= WORK TO BE COMPLETED =
Run through the data and copy out every line that mentions the word "AppState".

Collected data entries:
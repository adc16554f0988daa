use std::sync::{Arc, Mutex};

use async_trait::async_trait;
use axum_test::TestServer;
use potluck_core::{
    Lookup, NewRecipe, RecipeFilter, RecipeRecord, RecipeRepository, RecipeService,
    Result, SkillLevel,
};
use potluck_server::{
    AppState,
    config::{Config, CorsConfig, DatabaseConfig, ServerConfig},
    create_app,
};

/// In-memory stand-in for the Postgres store, preloaded with the lookup rows
/// the seed migration would provide. Ids are assigned sequentially the way
/// SERIAL does.
#[derive(Debug)]
pub struct MemoryRepository {
    recipes: Mutex<Vec<RecipeRecord>>,
    categories: Vec<Lookup>,
    variants: Vec<Lookup>,
}

impl MemoryRepository {
    pub fn seeded() -> Self {
        Self {
            recipes: Mutex::new(Vec::new()),
            categories: vec![
                lookup(1, "Breakfast", Some("Morning dishes")),
                lookup(2, "Main Course", None),
                lookup(3, "Dessert", None),
            ],
            variants: vec![
                lookup(1, "Classic", None),
                lookup(2, "Vegetarian", Some("No meat or fish")),
                lookup(3, "Vegan", None),
            ],
        }
    }

    /// Push a prebuilt row, bypassing service validation.
    #[allow(unused)]
    pub fn insert_record(&self, record: RecipeRecord) {
        self.recipes.lock().unwrap().push(record);
    }

    fn materialize(&self, id: i32, recipe: &NewRecipe) -> RecipeRecord {
        RecipeRecord {
            id,
            title: recipe.title.clone(),
            description: recipe.description.clone(),
            ingredients: recipe.ingredients.clone(),
            instructions: recipe.instructions.clone(),
            cooking_time: recipe.cooking_time,
            skill_level: recipe.skill_level,
            category_id: recipe.category_id,
            category_name: name_of(&self.categories, recipe.category_id),
            variant_id: recipe.variant_id,
            variant_name: name_of(&self.variants, recipe.variant_id),
            image_url: recipe.image_url.clone(),
            servings: recipe.servings,
        }
    }
}

#[async_trait]
impl RecipeRepository for MemoryRepository {
    async fn fetch_recipe(&self, id: i32) -> Result<Option<RecipeRecord>> {
        let rows = self.recipes.lock().unwrap();
        Ok(rows.iter().find(|row| row.id == id).cloned())
    }

    async fn list_recipes(
        &self,
        filter: &RecipeFilter,
        limit: i64,
        offset: i64,
    ) -> Result<Vec<RecipeRecord>> {
        let rows = self.recipes.lock().unwrap();
        let mut matching: Vec<RecipeRecord> = rows
            .iter()
            .filter(|row| matches(filter, row))
            .cloned()
            .collect();
        matching.sort_by_key(|row| row.id);
        Ok(matching
            .into_iter()
            .skip(offset as usize)
            .take(limit as usize)
            .collect())
    }

    async fn count_recipes(&self, filter: &RecipeFilter) -> Result<i64> {
        let rows = self.recipes.lock().unwrap();
        Ok(rows.iter().filter(|row| matches(filter, row)).count() as i64)
    }

    async fn random_recipe(&self, filter: &RecipeFilter) -> Result<Option<RecipeRecord>> {
        // Lowest matching id, so spin assertions stay deterministic.
        let rows = self.recipes.lock().unwrap();
        Ok(rows
            .iter()
            .filter(|row| matches(filter, row))
            .min_by_key(|row| row.id)
            .cloned())
    }

    async fn insert_recipe(&self, recipe: &NewRecipe) -> Result<i32> {
        let mut rows = self.recipes.lock().unwrap();
        let id = rows.iter().map(|row| row.id).max().unwrap_or(0) + 1;
        let record = self.materialize(id, recipe);
        rows.push(record);
        Ok(id)
    }

    async fn replace_recipe(&self, id: i32, recipe: &NewRecipe) -> Result<bool> {
        let record = self.materialize(id, recipe);
        let mut rows = self.recipes.lock().unwrap();
        match rows.iter_mut().find(|row| row.id == id) {
            Some(row) => {
                *row = record;
                Ok(true)
            }
            None => Ok(false),
        }
    }

    async fn delete_recipe(&self, id: i32) -> Result<bool> {
        let mut rows = self.recipes.lock().unwrap();
        let before = rows.len();
        rows.retain(|row| row.id != id);
        Ok(rows.len() < before)
    }

    async fn list_categories(&self) -> Result<Vec<Lookup>> {
        Ok(sorted_by_name(&self.categories))
    }

    async fn list_variants(&self) -> Result<Vec<Lookup>> {
        Ok(sorted_by_name(&self.variants))
    }
}

fn lookup(id: i32, name: &str, description: Option<&str>) -> Lookup {
    Lookup {
        id,
        name: name.to_string(),
        description: description.map(str::to_string),
    }
}

fn name_of(table: &[Lookup], id: i32) -> String {
    table
        .iter()
        .find(|row| row.id == id)
        .map(|row| row.name.clone())
        .unwrap_or_else(|| format!("#{id}"))
}

fn sorted_by_name(table: &[Lookup]) -> Vec<Lookup> {
    let mut rows = table.to_vec();
    rows.sort_by(|a, b| a.name.cmp(&b.name));
    rows
}

fn matches(filter: &RecipeFilter, record: &RecipeRecord) -> bool {
    if let Some(search) = &filter.search {
        let needle = search.to_lowercase();
        if !record.title.to_lowercase().contains(&needle)
            && !record.description.to_lowercase().contains(&needle)
        {
            return false;
        }
    }
    if filter
        .skill_level
        .is_some_and(|skill| skill != record.skill_level)
    {
        return false;
    }
    if filter.variant_id.is_some_and(|id| id != record.variant_id) {
        return false;
    }
    if filter.category_id.is_some_and(|id| id != record.category_id) {
        return false;
    }
    if filter
        .max_cooking_time
        .is_some_and(|max| record.cooking_time > max)
    {
        return false;
    }
    true
}

/// A complete beginner-level breakfast row pointing at the seeded lookups.
#[allow(unused)]
pub fn sample_record(id: i32, title: &str) -> RecipeRecord {
    RecipeRecord {
        id,
        title: title.to_string(),
        description: format!("{title} for hungry mornings"),
        ingredients: "eggs, butter, salt".to_string(),
        instructions: "Mix everything and cook until done".to_string(),
        cooking_time: 30,
        skill_level: SkillLevel::Beginner,
        category_id: 1,
        category_name: "Breakfast".to_string(),
        variant_id: 1,
        variant_name: "Classic".to_string(),
        image_url: None,
        servings: 2,
    }
}

pub fn build_test_server() -> (TestServer, Arc<MemoryRepository>) {
    let repository = Arc::new(MemoryRepository::seeded());
    let recipes = Arc::new(RecipeService::new(
        Arc::clone(&repository) as Arc<dyn RecipeRepository>
    ));
    let state = AppState::new(recipes, Arc::new(test_config()));
    let server =
        TestServer::new(create_app(state)).expect("failed to start test server");
    (server, repository)
}

fn test_config() -> Config {
    Config {
        server: ServerConfig {
            host: "127.0.0.1".to_string(),
            port: 0,
        },
        database: DatabaseConfig {
            url: "postgres://postgres@localhost:5432/potluck_test".to_string(),
        },
        cors: CorsConfig {
            allowed_origins: vec!["http://localhost:5173".to_string()],
        },
    }
}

= ANSWER TO THIS EXERCISE =
    AppState,
    let state = AppState::new(recipes, Arc::new(test_config()));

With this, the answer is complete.